Start of Block
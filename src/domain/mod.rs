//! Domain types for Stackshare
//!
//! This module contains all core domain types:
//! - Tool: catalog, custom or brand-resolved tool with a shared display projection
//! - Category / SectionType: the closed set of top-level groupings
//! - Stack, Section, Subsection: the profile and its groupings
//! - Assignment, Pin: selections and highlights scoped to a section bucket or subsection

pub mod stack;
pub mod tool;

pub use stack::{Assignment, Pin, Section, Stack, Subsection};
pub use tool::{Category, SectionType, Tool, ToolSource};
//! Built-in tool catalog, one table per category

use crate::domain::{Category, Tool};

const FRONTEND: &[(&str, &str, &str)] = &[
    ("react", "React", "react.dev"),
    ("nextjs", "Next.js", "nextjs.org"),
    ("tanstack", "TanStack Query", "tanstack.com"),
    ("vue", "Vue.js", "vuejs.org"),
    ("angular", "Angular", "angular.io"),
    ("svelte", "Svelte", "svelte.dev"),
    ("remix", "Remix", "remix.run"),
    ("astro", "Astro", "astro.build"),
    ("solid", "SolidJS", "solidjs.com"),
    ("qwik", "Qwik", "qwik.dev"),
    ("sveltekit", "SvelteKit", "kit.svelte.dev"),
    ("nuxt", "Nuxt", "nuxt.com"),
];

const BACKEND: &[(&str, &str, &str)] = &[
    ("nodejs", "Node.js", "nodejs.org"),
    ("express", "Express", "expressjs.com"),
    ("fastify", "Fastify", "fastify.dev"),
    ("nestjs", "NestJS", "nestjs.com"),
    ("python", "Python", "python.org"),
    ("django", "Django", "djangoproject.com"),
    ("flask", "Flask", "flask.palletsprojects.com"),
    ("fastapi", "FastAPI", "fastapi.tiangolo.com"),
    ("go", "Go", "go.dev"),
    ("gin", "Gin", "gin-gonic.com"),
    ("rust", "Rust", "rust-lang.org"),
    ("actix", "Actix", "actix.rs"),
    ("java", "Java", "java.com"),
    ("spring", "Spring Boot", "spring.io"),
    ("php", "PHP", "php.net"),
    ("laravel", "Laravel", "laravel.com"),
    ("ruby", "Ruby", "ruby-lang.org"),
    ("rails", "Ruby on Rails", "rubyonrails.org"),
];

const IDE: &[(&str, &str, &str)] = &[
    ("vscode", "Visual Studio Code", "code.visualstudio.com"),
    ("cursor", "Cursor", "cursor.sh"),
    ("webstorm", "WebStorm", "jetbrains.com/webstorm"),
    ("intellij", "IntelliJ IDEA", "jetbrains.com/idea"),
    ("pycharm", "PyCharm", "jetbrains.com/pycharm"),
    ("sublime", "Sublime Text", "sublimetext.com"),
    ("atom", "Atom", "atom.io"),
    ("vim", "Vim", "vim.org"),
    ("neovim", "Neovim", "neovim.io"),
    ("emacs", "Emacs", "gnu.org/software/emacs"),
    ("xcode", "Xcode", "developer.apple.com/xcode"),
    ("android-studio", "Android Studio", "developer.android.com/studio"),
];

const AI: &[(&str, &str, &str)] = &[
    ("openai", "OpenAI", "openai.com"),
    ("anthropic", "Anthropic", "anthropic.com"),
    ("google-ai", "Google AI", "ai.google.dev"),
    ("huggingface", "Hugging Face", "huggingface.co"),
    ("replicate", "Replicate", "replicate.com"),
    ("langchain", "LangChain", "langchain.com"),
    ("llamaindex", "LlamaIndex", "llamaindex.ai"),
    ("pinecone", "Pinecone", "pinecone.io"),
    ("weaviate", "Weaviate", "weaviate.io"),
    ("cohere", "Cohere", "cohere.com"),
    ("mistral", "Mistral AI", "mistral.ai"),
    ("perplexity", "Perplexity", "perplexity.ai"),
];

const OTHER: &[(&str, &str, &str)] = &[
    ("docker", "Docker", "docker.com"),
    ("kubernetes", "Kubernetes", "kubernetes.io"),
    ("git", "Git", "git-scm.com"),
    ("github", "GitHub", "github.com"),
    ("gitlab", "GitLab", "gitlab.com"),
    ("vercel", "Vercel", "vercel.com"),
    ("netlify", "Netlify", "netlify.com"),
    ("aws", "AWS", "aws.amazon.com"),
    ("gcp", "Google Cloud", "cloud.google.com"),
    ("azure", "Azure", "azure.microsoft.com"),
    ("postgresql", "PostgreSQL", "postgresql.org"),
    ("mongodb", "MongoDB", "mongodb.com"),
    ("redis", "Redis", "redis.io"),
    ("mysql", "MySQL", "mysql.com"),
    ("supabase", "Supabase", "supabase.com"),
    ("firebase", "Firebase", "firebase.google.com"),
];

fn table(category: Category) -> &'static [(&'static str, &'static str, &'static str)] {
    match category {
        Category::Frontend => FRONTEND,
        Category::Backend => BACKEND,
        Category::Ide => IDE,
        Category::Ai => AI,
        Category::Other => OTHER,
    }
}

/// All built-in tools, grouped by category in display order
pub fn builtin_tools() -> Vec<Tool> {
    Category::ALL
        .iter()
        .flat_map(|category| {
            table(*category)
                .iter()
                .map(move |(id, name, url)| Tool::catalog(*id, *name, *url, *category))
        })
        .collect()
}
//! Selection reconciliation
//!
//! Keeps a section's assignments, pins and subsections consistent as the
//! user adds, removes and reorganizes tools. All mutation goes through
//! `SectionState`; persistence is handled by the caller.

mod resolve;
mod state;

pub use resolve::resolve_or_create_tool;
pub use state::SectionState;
End of Block
Preserving every character, copy the records above out again.

:: Written solution ::
filename src/domain/mod.rs
//! Domain types for Stackshare
//!
//! This module contains all core domain types:
//! - Tool: catalog, custom or brand-resolved tool with a shared display projection
//! - Category / SectionType: the closed set of top-level groupings
//! - Stack, Section, Subsection: the profile and its groupings
//! - Assignment, Pin: selections and highlights scoped to a section bucket or subsection

pub mod stack;
pub mod tool;

pub use stack::{Assignment, Pin, Section, Stack, Subsection};
pub use tool::{Category, SectionType, Tool, ToolSource};
//! Built-in tool catalog, one table per category

use crate::domain::{Category, Tool};

const FRONTEND: &[(&str, &str, &str)] = &[
    ("react", "React", "react.dev"),
    ("nextjs", "Next.js", "nextjs.org"),
    ("tanstack", "TanStack Query", "tanstack.com"),
    ("vue", "Vue.js", "vuejs.org"),
    ("angular", "Angular", "angular.io"),
    ("svelte", "Svelte", "svelte.dev"),
    ("remix", "Remix", "remix.run"),
    ("astro", "Astro", "astro.build"),
    ("solid", "SolidJS", "solidjs.com"),
    ("qwik", "Qwik", "qwik.dev"),
    ("sveltekit", "SvelteKit", "kit.svelte.dev"),
    ("nuxt", "Nuxt", "nuxt.com"),
];

const BACKEND: &[(&str, &str, &str)] = &[
    ("nodejs", "Node.js", "nodejs.org"),
    ("express", "Express", "expressjs.com"),
    ("fastify", "Fastify", "fastify.dev"),
    ("nestjs", "NestJS", "nestjs.com"),
    ("python", "Python", "python.org"),
    ("django", "Django", "djangoproject.com"),
    ("flask", "Flask", "flask.palletsprojects.com"),
    ("fastapi", "FastAPI", "fastapi.tiangolo.com"),
    ("go", "Go", "go.dev"),
    ("gin", "Gin", "gin-gonic.com"),
    ("rust", "Rust", "rust-lang.org"),
    ("actix", "Actix", "actix.rs"),
    ("java", "Java", "java.com"),
    ("spring", "Spring Boot", "spring.io"),
    ("php", "PHP", "php.net"),
    ("laravel", "Laravel", "laravel.com"),
    ("ruby", "Ruby", "ruby-lang.org"),
    ("rails", "Ruby on Rails", "rubyonrails.org"),
];

const IDE: &[(&str, &str, &str)] = &[
    ("vscode", "Visual Studio Code", "code.visualstudio.com"),
    ("cursor", "Cursor", "cursor.sh"),
    ("webstorm", "WebStorm", "jetbrains.com/webstorm"),
    ("intellij", "IntelliJ IDEA", "jetbrains.com/idea"),
    ("pycharm", "PyCharm", "jetbrains.com/pycharm"),
    ("sublime", "Sublime Text", "sublimetext.com"),
    ("atom", "Atom", "atom.io"),
    ("vim", "Vim", "vim.org"),
    ("neovim", "Neovim", "neovim.io"),
    ("emacs", "Emacs", "gnu.org/software/emacs"),
    ("xcode", "Xcode", "developer.apple.com/xcode"),
    ("android-studio", "Android Studio", "developer.android.com/studio"),
];

const AI: &[(&str, &str, &str)] = &[
    ("openai", "OpenAI", "openai.com"),
    ("anthropic", "Anthropic", "anthropic.com"),
    ("google-ai", "Google AI", "ai.google.dev"),
    ("huggingface", "Hugging Face", "huggingface.co"),
    ("replicate", "Replicate", "replicate.com"),
    ("langchain", "LangChain", "langchain.com"),
    ("llamaindex", "LlamaIndex", "llamaindex.ai"),
    ("pinecone", "Pinecone", "pinecone.io"),
    ("weaviate", "Weaviate", "weaviate.io"),
    ("cohere", "Cohere", "cohere.com"),
    ("mistral", "Mistral AI", "mistral.ai"),
    ("perplexity", "Perplexity", "perplexity.ai"),
];

const OTHER: &[(&str, &str, &str)] = &[
    ("docker", "Docker", "docker.com"),
    ("kubernetes", "Kubernetes", "kubernetes.io"),
    ("git", "Git", "git-scm.com"),
    ("github", "GitHub", "github.com"),
    ("gitlab", "GitLab", "gitlab.com"),
    ("vercel", "Vercel", "vercel.com"),
    ("netlify", "Netlify", "netlify.com"),
    ("aws", "AWS", "aws.amazon.com"),
    ("gcp", "Google Cloud", "cloud.google.com"),
    ("azure", "Azure", "azure.microsoft.com"),
    ("postgresql", "PostgreSQL", "postgresql.org"),
    ("mongodb", "MongoDB", "mongodb.com"),
    ("redis", "Redis", "redis.io"),
    ("mysql", "MySQL", "mysql.com"),
    ("supabase", "Supabase", "supabase.com"),
    ("firebase", "Firebase", "firebase.google.com"),
];

fn table(category: Category) -> &'static [(&'static str, &'static str, &'static str)] {
    match category {
        Category::Frontend => FRONTEND,
        Category::Backend => BACKEND,
        Category::Ide => IDE,
        Category::Ai => AI,
        Category::Other => OTHER,
    }
}

/// All built-in tools, grouped by category in display order
pub fn builtin_tools() -> Vec<Tool> {
    Category::ALL
        .iter()
        .flat_map(|category| {
            table(*category)
                .iter()
                .map(move |(id, name, url)| Tool::catalog(*id, *name, *url, *category))
        })
        .collect()
}
//! Selection reconciliation
//!
//! Keeps a section's assignments, pins and subsections consistent as the
//! user adds, removes and reorganizes tools. All mutation goes through
//! `SectionState`; persistence is handled by the caller.

mod resolve;
mod state;

pub use resolve::resolve_or_create_tool;
pub use state::SectionState;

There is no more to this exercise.